A heartbreaking moment for any family historian is when you discover that your late genealogist cousin’s wife has shredded all his papers. This actually happened in my family. I can only hope that all the genealogical information was passed on to his children first. I think he had long since given me copies of most of it.

Please don’t let this happen to your work. A good preservation solution is to contribute your research to at least one of the online collaborative world trees.

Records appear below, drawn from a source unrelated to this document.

use std::collections::HashSet;

use super::{types::Config, ConfigError};
use crate::locator::Template;
use crate::pass::Platform;
use crate::pipeline::PipelineSpec;

/// Validate configuration.
///
/// Besides the scalar limits this checks every pipeline: raw input patterns
/// compile, stage names are unique, templates parse and only reference raw
/// roles that exist and stages that run earlier.
pub fn validate_config(config: &Config) -> Result<(), ConfigError> {
    if config.server.port == 0 {
        return Err(invalid("server.port cannot be 0"));
    }

    let orch = &config.orchestrator;
    if orch.max_concurrent_stages == 0 {
        return Err(invalid("orchestrator.max_concurrent_stages must be at least 1"));
    }
    if orch.tick_interval_ms == 0 {
        return Err(invalid("orchestrator.tick_interval_ms cannot be 0"));
    }
    if orch.report_channel_capacity == 0 {
        return Err(invalid("orchestrator.report_channel_capacity cannot be 0"));
    }
    let mult = orch.retry.backoff_multiplier;
    if !mult.is_finite() || mult < 1.0 {
        return Err(invalid(
            "orchestrator.retry.backoff_multiplier must be a finite number >= 1",
        ));
    }
    if orch.retry.max_delay_secs < orch.retry.initial_delay_secs {
        return Err(invalid(
            "orchestrator.retry.max_delay_secs cannot be lower than initial_delay_secs",
        ));
    }

    if config.listener.channel_capacity == 0 {
        return Err(invalid("listener.channel_capacity cannot be 0"));
    }
    if config.publisher.channel_capacity == 0 {
        return Err(invalid("publisher.channel_capacity cannot be 0"));
    }
    config
        .publisher
        .check_topic()
        .map_err(|e| invalid(format!("publisher.topic: {}", e)))?;
    if config.tracker.staleness_horizon_secs == 0 {
        return Err(invalid("tracker.staleness_horizon_secs cannot be 0"));
    }

    if config.pipelines.iter().next().is_none() {
        return Err(invalid("at least one pipeline must be configured"));
    }
    for (platform, spec) in config.pipelines.iter() {
        validate_pipeline(platform, spec)?;
    }

    Ok(())
}

fn validate_pipeline(platform: Platform, spec: &PipelineSpec) -> Result<(), ConfigError> {
    let prefix = format!("pipelines.{}", platform);

    if spec.raw_inputs.is_empty() {
        return Err(invalid(format!("{}: raw_inputs cannot be empty", prefix)));
    }
    let mut roles = HashSet::new();
    for input in &spec.raw_inputs {
        if !roles.insert(input.role.as_str()) {
            return Err(invalid(format!(
                "{}: duplicate raw input role '{}'",
                prefix, input.role
            )));
        }
        glob::Pattern::new(&input.pattern).map_err(|e| {
            invalid(format!(
                "{}: invalid pattern '{}' for role '{}': {}",
                prefix, input.pattern, input.role, e
            ))
        })?;
    }

    if spec.stages.is_empty() {
        return Err(invalid(format!("{}: stages cannot be empty", prefix)));
    }

    let mut earlier: HashSet<&str> = HashSet::new();
    for stage in &spec.stages {
        let at = format!("{}.{}", prefix, stage.name);

        if stage.name.is_empty() {
            return Err(invalid(format!("{}: stage name cannot be empty", prefix)));
        }
        if earlier.contains(stage.name.as_str()) {
            return Err(invalid(format!(
                "{}: duplicate stage name '{}'",
                prefix, stage.name
            )));
        }
        if stage.command.is_empty() {
            return Err(invalid(format!("{}: command cannot be empty", at)));
        }
        if stage.retry_limit == 0 {
            return Err(invalid(format!("{}: retry_limit must be at least 1", at)));
        }
        if stage.timeout_secs == 0 {
            return Err(invalid(format!("{}: timeout_secs cannot be 0", at)));
        }
        if stage.outputs.is_empty() {
            return Err(invalid(format!("{}: outputs cannot be empty", at)));
        }
        if stage.success_exit_codes.is_empty() {
            return Err(invalid(format!("{}: success_exit_codes cannot be empty", at)));
        }

        let command = stage.command.iter().map(|t| (t, true));
        let paths = stage
            .inputs
            .iter()
            .chain(stage.outputs.iter())
            .chain(stage.env.values())
            .map(|t| (t, false));

        for (source, in_command) in command.chain(paths) {
            let template = Template::parse(source)
                .map_err(|e| invalid(format!("{}: {}", at, e)))?;

            if !in_command && template.uses_command_placeholders() {
                return Err(invalid(format!(
                    "{}: '{}' uses a placeholder only allowed in commands",
                    at, source
                )));
            }
            for role in template.raw_refs() {
                if !roles.contains(role) {
                    return Err(invalid(format!(
                        "{}: '{}' references unknown raw role '{}'",
                        at, source, role
                    )));
                }
            }
            for dep in template.artifact_refs() {
                if !earlier.contains(dep) {
                    return Err(invalid(format!(
                        "{}: '{}' references stage '{}' which does not run earlier",
                        at, source, dep
                    )));
                }
            }
        }

        earlier.insert(stage.name.as_str());
    }

    Ok(())
}

fn invalid(msg: impl Into<String>) -> ConfigError {
    ConfigError::ValidationError(msg.into())
}

#[cfg(test)]
mod tests {
    use super::*;
    use crate::config::ServerConfig;
    use crate::pipeline::{RawInput, StageSpec};
    use crate::testing::fixtures;

    fn valid_config() -> Config {
        Config {
            pipelines: fixtures::pipelines(),
            ..Default::default()
        }
    }

    fn terra_mut(config: &mut Config) -> &mut PipelineSpec {
        config.pipelines.terra.as_mut().unwrap()
    }

    fn assert_invalid(config: &Config, needle: &str) {
        match validate_config(config) {
            Err(ConfigError::ValidationError(msg)) => {
                assert!(msg.contains(needle), "'{}' does not mention '{}'", msg, needle)
            }
            other => panic!("expected validation error, got {:?}", other),
        }
    }

    #[test]
    fn test_validate_valid_config() {
        assert!(validate_config(&valid_config()).is_ok());
    }

    #[test]
    fn test_validate_port_zero_fails() {
        let config = Config {
            server: ServerConfig {
                host: "0.0.0.0".parse().unwrap(),
                port: 0,
            },
            ..valid_config()
        };
        assert_invalid(&config, "server.port");
    }

    #[test]
    fn test_validate_requires_a_pipeline() {
        assert_invalid(&Config::default(), "at least one pipeline");
    }

    #[test]
    fn test_validate_zero_concurrency() {
        let mut config = valid_config();
        config.orchestrator.max_concurrent_stages = 0;
        assert_invalid(&config, "max_concurrent_stages");
    }

    #[test]
    fn test_validate_backoff_multiplier() {
        let mut config = valid_config();
        config.orchestrator.retry.backoff_multiplier = 0.5;
        assert_invalid(&config, "backoff_multiplier");

        config.orchestrator.retry.backoff_multiplier = f64::NAN;
        assert_invalid(&config, "backoff_multiplier");
    }

    #[test]
    fn test_validate_duplicate_stage() {
        let mut config = valid_config();
        let terra = terra_mut(&mut config);
        let dup = terra.stages[0].clone();
        terra.stages.push(dup);
        assert_invalid(&config, "duplicate stage name 'decode'");
    }

    #[test]
    fn test_validate_duplicate_role() {
        let mut config = valid_config();
        terra_mut(&mut config)
            .raw_inputs
            .push(RawInput::new("modis", "*.PDS"));
        assert_invalid(&config, "duplicate raw input role");
    }

    #[test]
    fn test_validate_bad_glob() {
        let mut config = valid_config();
        terra_mut(&mut config).raw_inputs[0].pattern = "P042[.PDS".to_string();
        assert_invalid(&config, "invalid pattern");
    }

    #[test]
    fn test_validate_forward_artifact_reference() {
        let mut config = valid_config();
        terra_mut(&mut config).stages[0]
            .inputs
            .push("{artifact:calibrate}".to_string());
        assert_invalid(&config, "does not run earlier");
    }

    #[test]
    fn test_validate_unknown_role() {
        let mut config = valid_config();
        terra_mut(&mut config).stages[0].inputs = vec!["{raw:gbad}".to_string()];
        assert_invalid(&config, "unknown raw role 'gbad'");
    }

    #[test]
    fn test_validate_command_placeholder_in_output() {
        let mut config = valid_config();
        terra_mut(&mut config).stages[0].outputs = vec!["{output:0}.bak".to_string()];
        assert_invalid(&config, "only allowed in commands");
    }

    #[test]
    fn test_validate_unknown_placeholder() {
        let mut config = valid_config();
        terra_mut(&mut config).stages[0]
            .command
            .push("--sat={satellite}".to_string());
        assert_invalid(&config, "satellite");
    }

    #[test]
    fn test_validate_stage_limits() {
        let mut config = valid_config();
        terra_mut(&mut config).stages[1].retry_limit = 0;
        assert_invalid(&config, "retry_limit");

        let mut config = valid_config();
        terra_mut(&mut config).stages[1].timeout_secs = 0;
        assert_invalid(&config, "timeout_secs");

        let mut config = valid_config();
        terra_mut(&mut config).stages[1].command.clear();
        assert_invalid(&config, "command cannot be empty");

        let mut config = valid_config();
        terra_mut(&mut config).stages[0].outputs.clear();
        assert_invalid(&config, "outputs cannot be empty");
    }

    #[test]
    fn test_validate_publisher_topic() {
        let mut config = valid_config();
        config.publisher.topic = "/{format}/{stasion}/polar".to_string();
        assert_invalid(&config, "unknown placeholder '{stasion}'");
    }

    #[test]
    fn test_validate_empty_stages() {
        let mut config = valid_config();
        terra_mut(&mut config).stages = Vec::<StageSpec>::new();
        assert_invalid(&config, "stages cannot be empty");
    }
}
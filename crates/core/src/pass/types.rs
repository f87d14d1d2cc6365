//! Core pass data types.

use std::collections::BTreeMap;
use std::fmt;
use std::path::PathBuf;
use std::str::FromStr;

use chrono::{DateTime, Duration, Utc};
use serde::{Deserialize, Serialize};

// ============================================================================
// Platform
// ============================================================================

/// EOS platform carrying the MODIS instrument.
#[derive(Debug, Clone, Copy, Serialize, Deserialize, PartialEq, Eq, Hash, PartialOrd, Ord)]
#[serde(rename_all = "snake_case")]
pub enum Platform {
    Aqua,
    Terra,
}

impl Platform {
    /// Lowercase slug used in pass ids and templates.
    pub fn slug(&self) -> &'static str {
        match self {
            Platform::Aqua => "aqua",
            Platform::Terra => "terra",
        }
    }

    /// Full platform name as announced on the bus.
    pub fn platform_name(&self) -> &'static str {
        match self {
            Platform::Aqua => "EOS-Aqua",
            Platform::Terra => "EOS-Terra",
        }
    }

    /// Single-letter mission code expected by the level-1 scripts.
    pub fn mission(&self) -> &'static str {
        match self {
            Platform::Aqua => "A",
            Platform::Terra => "T",
        }
    }
}

impl fmt::Display for Platform {
    fn fmt(&self, f: &mut fmt::Formatter<'_>) -> fmt::Result {
        f.write_str(self.slug())
    }
}

/// Error returned when a platform name is not an EOS MODIS platform.
#[derive(Debug, Clone, PartialEq, Eq, thiserror::Error)]
#[error("unsupported platform: {0}")]
pub struct UnknownPlatform(pub String);

impl FromStr for Platform {
    type Err = UnknownPlatform;

    fn from_str(s: &str) -> Result<Self, Self::Err> {
        let normalized = s.trim().to_ascii_lowercase();
        let name = normalized.strip_prefix("eos-").unwrap_or(&normalized);
        match name {
            "aqua" => Ok(Platform::Aqua),
            "terra" => Ok(Platform::Terra),
            _ => Err(UnknownPlatform(s.to_string())),
        }
    }
}

// ============================================================================
// Events
// ============================================================================

/// A validated trigger: one raw segment file has arrived.
#[derive(Debug, Clone, Serialize, Deserialize, PartialEq)]
pub struct PassEvent {
    pub platform: Platform,
    pub start_time: DateTime<Utc>,
    /// Local path of the raw packet file.
    pub uri: PathBuf,
    #[serde(default, skip_serializing_if = "Option::is_none")]
    pub sequence_hint: Option<u64>,
    #[serde(default, skip_serializing_if = "Option::is_none")]
    pub orbit_number: Option<u32>,
    #[serde(default, skip_serializing_if = "Option::is_none")]
    pub end_time: Option<DateTime<Utc>>,
    /// Topic the trigger arrived on.
    #[serde(default)]
    pub topic: String,
    pub received_at: DateTime<Utc>,
}

impl PassEvent {
    /// Creates an event received now with no optional fields.
    pub fn new(platform: Platform, start_time: DateTime<Utc>, uri: impl Into<PathBuf>) -> Self {
        Self {
            platform,
            start_time,
            uri: uri.into(),
            sequence_hint: None,
            orbit_number: None,
            end_time: None,
            topic: String::new(),
            received_at: Utc::now(),
        }
    }

    pub fn with_topic(mut self, topic: impl Into<String>) -> Self {
        self.topic = topic.into();
        self
    }

    /// File name component of the raw file path.
    pub fn file_name(&self) -> Option<&str> {
        self.uri.file_name().and_then(|n| n.to_str())
    }
}

// ============================================================================
// Identity and window
// ============================================================================

/// Stable identifier of a pass.
#[derive(Debug, Clone, PartialEq, Eq, Hash, PartialOrd, Ord, Serialize, Deserialize)]
#[serde(transparent)]
pub struct PassId(pub String);

impl PassId {
    /// Derives the id from the platform and the window anchor, bucketed to the minute.
    pub fn derive(platform: Platform, anchor: DateTime<Utc>) -> Self {
        Self(format!("{}_{}", platform.slug(), anchor.format("%Y%m%d%H%M")))
    }

    /// Variant used when the plain id is already taken by another live pass.
    pub fn with_suffix(&self, n: u32) -> Self {
        Self(format!("{}-{}", self.0, n))
    }

    pub fn as_str(&self) -> &str {
        &self.0
    }
}

impl fmt::Display for PassId {
    fn fmt(&self, f: &mut fmt::Formatter<'_>) -> fmt::Result {
        f.write_str(&self.0)
    }
}

impl From<&str> for PassId {
    fn from(s: &str) -> Self {
        Self(s.to_string())
    }
}

/// Merge tolerance interval around the first announced start time.
///
/// The window is closed on both ends and never moves after the pass is
/// created, so a chain of events each a few minutes apart cannot stretch one
/// pass indefinitely.
#[derive(Debug, Clone, Copy, PartialEq, Eq, Serialize, Deserialize)]
pub struct PassWindow {
    pub anchor: DateTime<Utc>,
    pub start: DateTime<Utc>,
    pub end: DateTime<Utc>,
}

impl PassWindow {
    pub fn around(anchor: DateTime<Utc>, start_nudge: Duration, end_nudge: Duration) -> Self {
        Self {
            anchor,
            start: anchor - start_nudge,
            end: anchor + end_nudge,
        }
    }

    pub fn contains(&self, t: DateTime<Utc>) -> bool {
        t >= self.start && t <= self.end
    }
}

// ============================================================================
// Stage state
// ============================================================================

/// State of one stage of one pass.
#[derive(Debug, Clone, PartialEq, Serialize, Deserialize)]
#[serde(tag = "state", rename_all = "snake_case")]
pub enum StageState {
    Pending,
    Running {
        attempt: u32,
        started_at: DateTime<Utc>,
    },
    Succeeded {
        artifacts: Vec<PathBuf>,
    },
    Failed {
        reason: String,
        attempt_count: u32,
        /// When the next attempt may start; `None` once the failure is terminal.
        #[serde(default, skip_serializing_if = "Option::is_none")]
        retry_at: Option<DateTime<Utc>>,
    },
    Skipped,
}

impl StageState {
    /// Succeeded or skipped: later stages may proceed.
    pub fn is_done(&self) -> bool {
        matches!(self, StageState::Succeeded { .. } | StageState::Skipped)
    }

    pub fn is_terminal_failure(&self) -> bool {
        matches!(self, StageState::Failed { retry_at: None, .. })
    }

    pub fn is_running(&self) -> bool {
        matches!(self, StageState::Running { .. })
    }
}

/// A stage slot inside a pass.
#[derive(Debug, Clone, PartialEq, Serialize, Deserialize)]
pub struct StageRecord {
    pub name: String,
    pub state: StageState,
    /// Attempts started so far.
    pub attempts: u32,
    /// When the stage first became eligible to run (inputs grace period starts here).
    #[serde(default, skip_serializing_if = "Option::is_none")]
    pub eligible_since: Option<DateTime<Utc>>,
}

impl StageRecord {
    pub fn new(name: impl Into<String>, enabled: bool) -> Self {
        Self {
            name: name.into(),
            state: if enabled {
                StageState::Pending
            } else {
                StageState::Skipped
            },
            attempts: 0,
            eligible_since: None,
        }
    }
}

/// Lifecycle of the pass as a whole.
#[derive(Debug, Clone, PartialEq, Serialize, Deserialize)]
#[serde(tag = "status", rename_all = "snake_case")]
pub enum PassStatus {
    Active,
    Succeeded,
    Failed { stage: String, reason: String },
    Aborted { reason: String },
    Abandoned,
}

impl PassStatus {
    pub fn is_terminal(&self) -> bool {
        !matches!(self, PassStatus::Active)
    }

    pub fn status_type(&self) -> &'static str {
        match self {
            PassStatus::Active => "active",
            PassStatus::Succeeded => "succeeded",
            PassStatus::Failed { .. } => "failed",
            PassStatus::Aborted { .. } => "aborted",
            PassStatus::Abandoned => "abandoned",
        }
    }
}

// ============================================================================
// Pass
// ============================================================================

/// One satellite overpass segment being processed.
#[derive(Debug, Clone, PartialEq, Serialize, Deserialize)]
pub struct Pass {
    pub id: PassId,
    pub platform: Platform,
    pub window: PassWindow,
    /// Earliest announced start time; frozen once the first stage has started.
    pub start_time: DateTime<Utc>,
    #[serde(default, skip_serializing_if = "Option::is_none")]
    pub orbit_number: Option<u32>,
    /// Arrived raw files keyed by role.
    pub raw_files: BTreeMap<String, PathBuf>,
    /// Raw roles that must all hold a file before processing starts.
    pub required_roles: Vec<String>,
    pub stages: Vec<StageRecord>,
    pub status: PassStatus,
    pub events_merged: u32,
    pub created_at: DateTime<Utc>,
    pub last_updated_at: DateTime<Utc>,
    /// Set while the current stage is ready but every stage slot is taken.
    #[serde(default, skip_serializing_if = "Option::is_none")]
    pub waiting_for_slot: Option<DateTime<Utc>>,
}

impl Pass {
    /// Index of the first stage that is neither succeeded nor skipped.
    pub fn current_stage_index(&self) -> Option<usize> {
        self.stages.iter().position(|s| !s.state.is_done())
    }

    pub fn current_stage(&self) -> Option<&StageRecord> {
        self.current_stage_index().map(|i| &self.stages[i])
    }

    pub fn stage(&self, name: &str) -> Option<&StageRecord> {
        self.stages.iter().find(|s| s.name == name)
    }

    pub fn stage_state(&self, name: &str) -> Option<&StageState> {
        self.stage(name).map(|s| &s.state)
    }

    /// Whether stage `index` may enter `Running` under the ordering rule.
    pub fn can_start(&self, index: usize) -> bool {
        index < self.stages.len() && self.stages[..index].iter().all(|s| s.state.is_done())
    }

    /// All raw roles have a file.
    pub fn is_ready(&self) -> bool {
        self.required_roles
            .iter()
            .all(|role| self.raw_files.contains_key(role))
    }

    /// Whether any stage has ever been started.
    pub fn has_started(&self) -> bool {
        self.stages.iter().any(|s| s.attempts > 0)
    }

    /// Every stage is succeeded or skipped.
    pub fn all_stages_done(&self) -> bool {
        self.stages.iter().all(|s| s.state.is_done())
    }

    pub fn running_count(&self) -> usize {
        self.stages.iter().filter(|s| s.state.is_running()).count()
    }

    /// Artifacts of a succeeded stage.
    pub fn artifacts(&self, stage: &str) -> Option<&[PathBuf]> {
        match self.stage_state(stage)? {
            StageState::Succeeded { artifacts } => Some(artifacts),
            _ => None,
        }
    }

    /// Marks every non-terminal stage skipped (used by abort).
    pub fn skip_remaining(&mut self) {
        for stage in &mut self.stages {
            if !stage.state.is_done() && !stage.state.is_terminal_failure() {
                stage.state = StageState::Skipped;
            }
        }
    }

    pub fn touch(&mut self, now: DateTime<Utc>) {
        self.last_updated_at = now;
    }
}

Several years ago I did a blog post on the advantages of using these world trees (click here) and created a comparison sheet of the big three world trees (updated version at the end of this article): FamilySearch.org, GENI.com and WIKItree.com

I also did a Rootstech talk on this topic (click here for those slides). There have been a few changes since then, mainly around DNA and whether or not you can upload a GEDcom.

DNA connections

DNA features abound at WIKItree.com – you can connect your WIKItree profiles to GEDmatch by putting their kit numbers in. This causes the GEDmatch one-to-many tool to display the blue word Wiki which links to your compact tree. So even though it is the smallest of the three world trees, it may be best for genetic genealogists. Another WIKItree feature is that you do not need to login to see trees and profiles so it is great for sending tree links to new cousins. Plus it shows X and Y descendancy pathways.

GENI can link to DNA profiles at family tree DNA and will even display haplogroups on the person’s page. When you and your DNA matches have your family trees on GENI, you can quickly see how you are related. Click here for the blog post I did on how to link your ftDNA reults to GENI.

example of DNA display at GENI

FamilySearch does not have any DNA features yet but surely they will eventually incorporate something.

Adding GEDCOMs

The big news is that GENI now has a GEDcom uploading capability again. Whereas WIKItree has dialed back on the GEDcom uploads but still has good functionality.